## STORED DATA
········
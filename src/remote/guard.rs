//! Guarded execution of remote calls.
//!
//! [`Guard::run`] folds every way a remote call can settle into an
//! [`Outcome`] value, so callers never branch on error shape or unwind.

use super::{ErrorDetails, RemoteError};
use std::future::Future;
use std::sync::Arc;

/// Injected diagnostics. The guard reports every failure here before
/// normalizing it; reporting must not affect the returned value.
pub trait DiagnosticSink: Send + Sync {
    fn report(&self, error: &RemoteError);
}

/// Default sink: structured `tracing` events. Database errors keep their
/// diagnostic fields; everything else is reported by message alone.
pub struct TracingSink;

impl DiagnosticSink for TracingSink {
    fn report(&self, error: &RemoteError) {
        match error {
            RemoteError::Database {
                code,
                message,
                details,
                hint,
            } => {
                tracing::error!(
                    code = code.as_deref(),
                    details = details.as_deref(),
                    hint = hint.as_deref(),
                    "database error: {message}"
                );
            }
            RemoteError::Service { message } => {
                tracing::error!("remote call failed: {message}");
            }
        }
    }
}

/// Discards all reports. For callers that handle their own diagnostics.
pub struct NullSink;

impl DiagnosticSink for NullSink {
    fn report(&self, _error: &RemoteError) {}
}

/// What a settled remote call reports: a data/error pair. The error arm
/// carries failures the service returned in band; abrupt faults travel as
/// the `Err` of the operation future instead.
#[derive(Debug)]
pub struct Reply<T> {
    pub data: Option<T>,
    pub error: Option<RemoteError>,
}

impl<T> Reply<T> {
    pub fn ok(data: T) -> Self {
        Reply {
            data: Some(data),
            error: None,
        }
    }

    pub fn err(error: RemoteError) -> Self {
        Reply {
            data: None,
            error: Some(error),
        }
    }
}

/// Value-shaped result of a guarded call: payload or normalized error,
/// never an unwind.
#[derive(Debug)]
pub struct Outcome<T> {
    pub data: Option<T>,
    pub error: Option<ErrorDetails>,
}

impl<T> Outcome<T> {
    /// The classic `(data, error)` pair.
    pub fn into_pair(self) -> (Option<T>, Option<ErrorDetails>) {
        (self.data, self.error)
    }

    /// Collapse into a `Result`. A success that settled with no payload is
    /// surfaced as an error value so callers always hold one or the other.
    pub fn into_result(self) -> Result<T, ErrorDetails> {
        match (self.data, self.error) {
            (_, Some(error)) => Err(error),
            (Some(data), None) => Ok(data),
            (None, None) => Err(ErrorDetails::from_message(
                "remote call settled with no data",
            )),
        }
    }
}

/// Runs remote operations behind the normalization boundary.
///
/// Cloneable and cheap to share; holds only the diagnostic sink.
#[derive(Clone)]
pub struct Guard {
    sink: Arc<dyn DiagnosticSink>,
}

impl Default for Guard {
    fn default() -> Self {
        Guard::new(Arc::new(TracingSink))
    }
}

impl Guard {
    pub fn new(sink: Arc<dyn DiagnosticSink>) -> Self {
        Guard { sink }
    }

    /// Map a raw remote error to its uniform shape. `None` stays `None`.
    /// Reports the error to the sink first; never fails.
    pub fn normalize(&self, error: Option<&RemoteError>) -> Option<ErrorDetails> {
        let error = error?;
        self.sink.report(error);
        Some(ErrorDetails::from(error))
    }

    /// Run one remote call. The operation is awaited exactly once; a fault
    /// (`Err`) and an in-band error (`Reply.error`) both come back as a
    /// normalized value with no data.
    pub async fn run<T, F, Fut>(&self, op: F) -> Outcome<T>
    where
        F: FnOnce() -> Fut,
        Fut: Future<Output = Result<Reply<T>, RemoteError>>,
    {
        match op().await {
            Err(fault) => Outcome {
                data: None,
                error: self.normalize(Some(&fault)),
            },
            Ok(Reply {
                error: Some(raw), ..
            }) => Outcome {
                data: None,
                error: self.normalize(Some(&raw)),
            },
            Ok(Reply { data, error: None }) => Outcome { data, error: None },
        }
    }
}

#[cfg(test)]
mod tests {
    use super::*;
    use std::sync::Mutex;

    struct CaptureSink {
        seen: Mutex<Vec<RemoteError>>,
    }

    impl CaptureSink {
        fn new() -> Arc<Self> {
            Arc::new(CaptureSink {
                seen: Mutex::new(Vec::new()),
            })
        }
    }

    impl DiagnosticSink for CaptureSink {
        fn report(&self, error: &RemoteError) {
            self.seen.lock().unwrap().push(error.clone());
        }
    }

    fn db_error() -> RemoteError {
        RemoteError::Database {
            code: Some("23505".into()),
            message: "duplicate key value violates unique constraint".into(),
            details: Some("Key (email) already exists.".into()),
            hint: Some("Use a different email.".into()),
        }
    }

    #[test]
    fn normalize_none_is_none() {
        let guard = Guard::new(CaptureSink::new());
        assert_eq!(guard.normalize(None), None);
    }

    #[test]
    fn normalize_copies_database_fields_verbatim() {
        let guard = Guard::new(CaptureSink::new());
        let details = guard.normalize(Some(&db_error())).unwrap();
        assert_eq!(details.code.as_deref(), Some("23505"));
        assert_eq!(
            details.message,
            "duplicate key value violates unique constraint"
        );
        assert_eq!(details.details.as_deref(), Some("Key (email) already exists."));
        assert_eq!(details.hint.as_deref(), Some("Use a different email."));
    }

    #[test]
    fn normalize_keeps_only_message_for_service_errors() {
        let guard = Guard::new(CaptureSink::new());
        let details = guard
            .normalize(Some(&RemoteError::service("connection reset")))
            .unwrap();
        assert_eq!(details.message, "connection reset");
        assert_eq!(details.code, None);
        assert_eq!(details.details, None);
        assert_eq!(details.hint, None);
    }

    #[tokio::test]
    async fn run_passes_data_through_on_success() {
        let guard = Guard::new(CaptureSink::new());
        let out = guard.run(|| async { Ok(Reply::ok(vec![1, 2, 3])) }).await;
        assert_eq!(out.data, Some(vec![1, 2, 3]));
        assert!(out.error.is_none());
    }

    #[tokio::test]
    async fn run_normalizes_in_band_errors() {
        let guard = Guard::new(CaptureSink::new());
        let out: Outcome<()> = guard.run(|| async { Ok(Reply::err(db_error())) }).await;
        assert!(out.data.is_none());
        let error = out.error.unwrap();
        assert_eq!(error.code.as_deref(), Some("23505"));
        assert_eq!(error.hint.as_deref(), Some("Use a different email."));
    }

    #[tokio::test]
    async fn run_normalizes_faults() {
        let guard = Guard::new(CaptureSink::new());
        let out: Outcome<()> = guard
            .run(|| async { Err(RemoteError::service("network down")) })
            .await;
        assert!(out.data.is_none());
        assert_eq!(out.error.unwrap().message, "network down");
    }

    #[tokio::test]
    async fn run_returns_values_for_every_failure_mode() {
        let guard = Guard::new(CaptureSink::new());
        let from_fault: Outcome<i32> = guard
            .run(|| async { Err(RemoteError::service("io")) })
            .await;
        let from_reply: Outcome<i32> = guard
            .run(|| async { Ok(Reply::err(RemoteError::service("io"))) })
            .await;
        assert!(from_fault.error.is_some());
        assert!(from_reply.error.is_some());
    }

    #[tokio::test]
    async fn sink_choice_does_not_alter_returned_values() {
        let capture = CaptureSink::new();
        let noisy = Guard::new(capture.clone());
        let silent = Guard::new(Arc::new(NullSink));

        let a: Outcome<i32> = noisy.run(|| async { Ok(Reply::err(db_error())) }).await;
        let b: Outcome<i32> = silent.run(|| async { Ok(Reply::err(db_error())) }).await;
        assert_eq!(a.error, b.error);
        assert_eq!(capture.seen.lock().unwrap().len(), 1);
    }

    #[test]
    fn into_result_surfaces_both_sides() {
        let ok: Outcome<i32> = Outcome {
            data: Some(7),
            error: None,
        };
        assert_eq!(ok.into_result().unwrap(), 7);

        let err: Outcome<i32> = Outcome {
            data: None,
            error: Some(ErrorDetails::from_message("bad")),
        };
        assert_eq!(err.into_result().unwrap_err().message, "bad");
    }
}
········
## EXERCISE DETAILS
Write out all of the records once more, exactly.

## ANSWER TO THIS EXERCISE
filename src/remote/guard.rs
//! Guarded execution of remote calls.
//!
//! [`Guard::run`] folds every way a remote call can settle into an
//! [`Outcome`] value, so callers never branch on error shape or unwind.

use super::{ErrorDetails, RemoteError};
use std::future::Future;
use std::sync::Arc;

/// Injected diagnostics. The guard reports every failure here before
/// normalizing it; reporting must not affect the returned value.
pub trait DiagnosticSink: Send + Sync {
    fn report(&self, error: &RemoteError);
}

/// Default sink: structured `tracing` events. Database errors keep their
/// diagnostic fields; everything else is reported by message alone.
pub struct TracingSink;

impl DiagnosticSink for TracingSink {
    fn report(&self, error: &RemoteError) {
        match error {
            RemoteError::Database {
                code,
                message,
                details,
                hint,
            } => {
                tracing::error!(
                    code = code.as_deref(),
                    details = details.as_deref(),
                    hint = hint.as_deref(),
                    "database error: {message}"
                );
            }
            RemoteError::Service { message } => {
                tracing::error!("remote call failed: {message}");
            }
        }
    }
}

/// Discards all reports. For callers that handle their own diagnostics.
pub struct NullSink;

impl DiagnosticSink for NullSink {
    fn report(&self, _error: &RemoteError) {}
}

/// What a settled remote call reports: a data/error pair. The error arm
/// carries failures the service returned in band; abrupt faults travel as
/// the `Err` of the operation future instead.
#[derive(Debug)]
pub struct Reply<T> {
    pub data: Option<T>,
    pub error: Option<RemoteError>,
}

impl<T> Reply<T> {
    pub fn ok(data: T) -> Self {
        Reply {
            data: Some(data),
            error: None,
        }
    }

    pub fn err(error: RemoteError) -> Self {
        Reply {
            data: None,
            error: Some(error),
        }
    }
}

/// Value-shaped result of a guarded call: payload or normalized error,
/// never an unwind.
#[derive(Debug)]
pub struct Outcome<T> {
    pub data: Option<T>,
    pub error: Option<ErrorDetails>,
}

impl<T> Outcome<T> {
    /// The classic `(data, error)` pair.
    pub fn into_pair(self) -> (Option<T>, Option<ErrorDetails>) {
        (self.data, self.error)
    }

    /// Collapse into a `Result`. A success that settled with no payload is
    /// surfaced as an error value so callers always hold one or the other.
    pub fn into_result(self) -> Result<T, ErrorDetails> {
        match (self.data, self.error) {
            (_, Some(error)) => Err(error),
            (Some(data), None) => Ok(data),
            (None, None) => Err(ErrorDetails::from_message(
                "remote call settled with no data",
            )),
        }
    }
}

/// Runs remote operations behind the normalization boundary.
///
/// Cloneable and cheap to share; holds only the diagnostic sink.
#[derive(Clone)]
pub struct Guard {
    sink: Arc<dyn DiagnosticSink>,
}

impl Default for Guard {
    fn default() -> Self {
        Guard::new(Arc::new(TracingSink))
    }
}

impl Guard {
    pub fn new(sink: Arc<dyn DiagnosticSink>) -> Self {
        Guard { sink }
    }

    /// Map a raw remote error to its uniform shape. `None` stays `None`.
    /// Reports the error to the sink first; never fails.
    pub fn normalize(&self, error: Option<&RemoteError>) -> Option<ErrorDetails> {
        let error = error?;
        self.sink.report(error);
        Some(ErrorDetails::from(error))
    }

    /// Run one remote call. The operation is awaited exactly once; a fault
    /// (`Err`) and an in-band error (`Reply.error`) both come back as a
    /// normalized value with no data.
    pub async fn run<T, F, Fut>(&self, op: F) -> Outcome<T>
    where
        F: FnOnce() -> Fut,
        Fut: Future<Output = Result<Reply<T>, RemoteError>>,
    {
        match op().await {
            Err(fault) => Outcome {
                data: None,
                error: self.normalize(Some(&fault)),
            },
            Ok(Reply {
                error: Some(raw), ..
            }) => Outcome {
                data: None,
                error: self.normalize(Some(&raw)),
            },
            Ok(Reply { data, error: None }) => Outcome { data, error: None },
        }
    }
}

#[cfg(test)]
mod tests {
    use super::*;
    use std::sync::Mutex;

    struct CaptureSink {
        seen: Mutex<Vec<RemoteError>>,
    }

    impl CaptureSink {
        fn new() -> Arc<Self> {
            Arc::new(CaptureSink {
                seen: Mutex::new(Vec::new()),
            })
        }
    }

    impl DiagnosticSink for CaptureSink {
        fn report(&self, error: &RemoteError) {
            self.seen.lock().unwrap().push(error.clone());
        }
    }

    fn db_error() -> RemoteError {
        RemoteError::Database {
            code: Some("23505".into()),
            message: "duplicate key value violates unique constraint".into(),
            details: Some("Key (email) already exists.".into()),
            hint: Some("Use a different email.".into()),
        }
    }

    #[test]
    fn normalize_none_is_none() {
        let guard = Guard::new(CaptureSink::new());
        assert_eq!(guard.normalize(None), None);
    }

    #[test]
    fn normalize_copies_database_fields_verbatim() {
        let guard = Guard::new(CaptureSink::new());
        let details = guard.normalize(Some(&db_error())).unwrap();
        assert_eq!(details.code.as_deref(), Some("23505"));
        assert_eq!(
            details.message,
            "duplicate key value violates unique constraint"
        );
        assert_eq!(details.details.as_deref(), Some("Key (email) already exists."));
        assert_eq!(details.hint.as_deref(), Some("Use a different email."));
    }

    #[test]
    fn normalize_keeps_only_message_for_service_errors() {
        let guard = Guard::new(CaptureSink::new());
        let details = guard
            .normalize(Some(&RemoteError::service("connection reset")))
            .unwrap();
        assert_eq!(details.message, "connection reset");
        assert_eq!(details.code, None);
        assert_eq!(details.details, None);
        assert_eq!(details.hint, None);
    }

    #[tokio::test]
    async fn run_passes_data_through_on_success() {
        let guard = Guard::new(CaptureSink::new());
        let out = guard.run(|| async { Ok(Reply::ok(vec![1, 2, 3])) }).await;
        assert_eq!(out.data, Some(vec![1, 2, 3]));
        assert!(out.error.is_none());
    }

    #[tokio::test]
    async fn run_normalizes_in_band_errors() {
        let guard = Guard::new(CaptureSink::new());
        let out: Outcome<()> = guard.run(|| async { Ok(Reply::err(db_error())) }).await;
        assert!(out.data.is_none());
        let error = out.error.unwrap();
        assert_eq!(error.code.as_deref(), Some("23505"));
        assert_eq!(error.hint.as_deref(), Some("Use a different email."));
    }

    #[tokio::test]
    async fn run_normalizes_faults() {
        let guard = Guard::new(CaptureSink::new());
        let out: Outcome<()> = guard
            .run(|| async { Err(RemoteError::service("network down")) })
            .await;
        assert!(out.data.is_none());
        assert_eq!(out.error.unwrap().message, "network down");
    }

    #[tokio::test]
    async fn run_returns_values_for_every_failure_mode() {
        let guard = Guard::new(CaptureSink::new());
        let from_fault: Outcome<i32> = guard
            .run(|| async { Err(RemoteError::service("io")) })
            .await;
        let from_reply: Outcome<i32> = guard
            .run(|| async { Ok(Reply::err(RemoteError::service("io"))) })
            .await;
        assert!(from_fault.error.is_some());
        assert!(from_reply.error.is_some());
    }

    #[tokio::test]
    async fn sink_choice_does_not_alter_returned_values() {
        let capture = CaptureSink::new();
        let noisy = Guard::new(capture.clone());
        let silent = Guard::new(Arc::new(NullSink));

        let a: Outcome<i32> = noisy.run(|| async { Ok(Reply::err(db_error())) }).await;
        let b: Outcome<i32> = silent.run(|| async { Ok(Reply::err(db_error())) }).await;
        assert_eq!(a.error, b.error);
        assert_eq!(capture.seen.lock().unwrap().len(), 1);
    }

    #[test]
    fn into_result_surfaces_both_sides() {
        let ok: Outcome<i32> = Outcome {
            data: Some(7),
            error: None,
        };
        assert_eq!(ok.into_result().unwrap(), 7);

        let err: Outcome<i32> = Outcome {
            data: None,
            error: Some(ErrorDetails::from_message("bad")),
        };
        assert_eq!(err.into_result().unwrap_err().message, "bad");
    }
}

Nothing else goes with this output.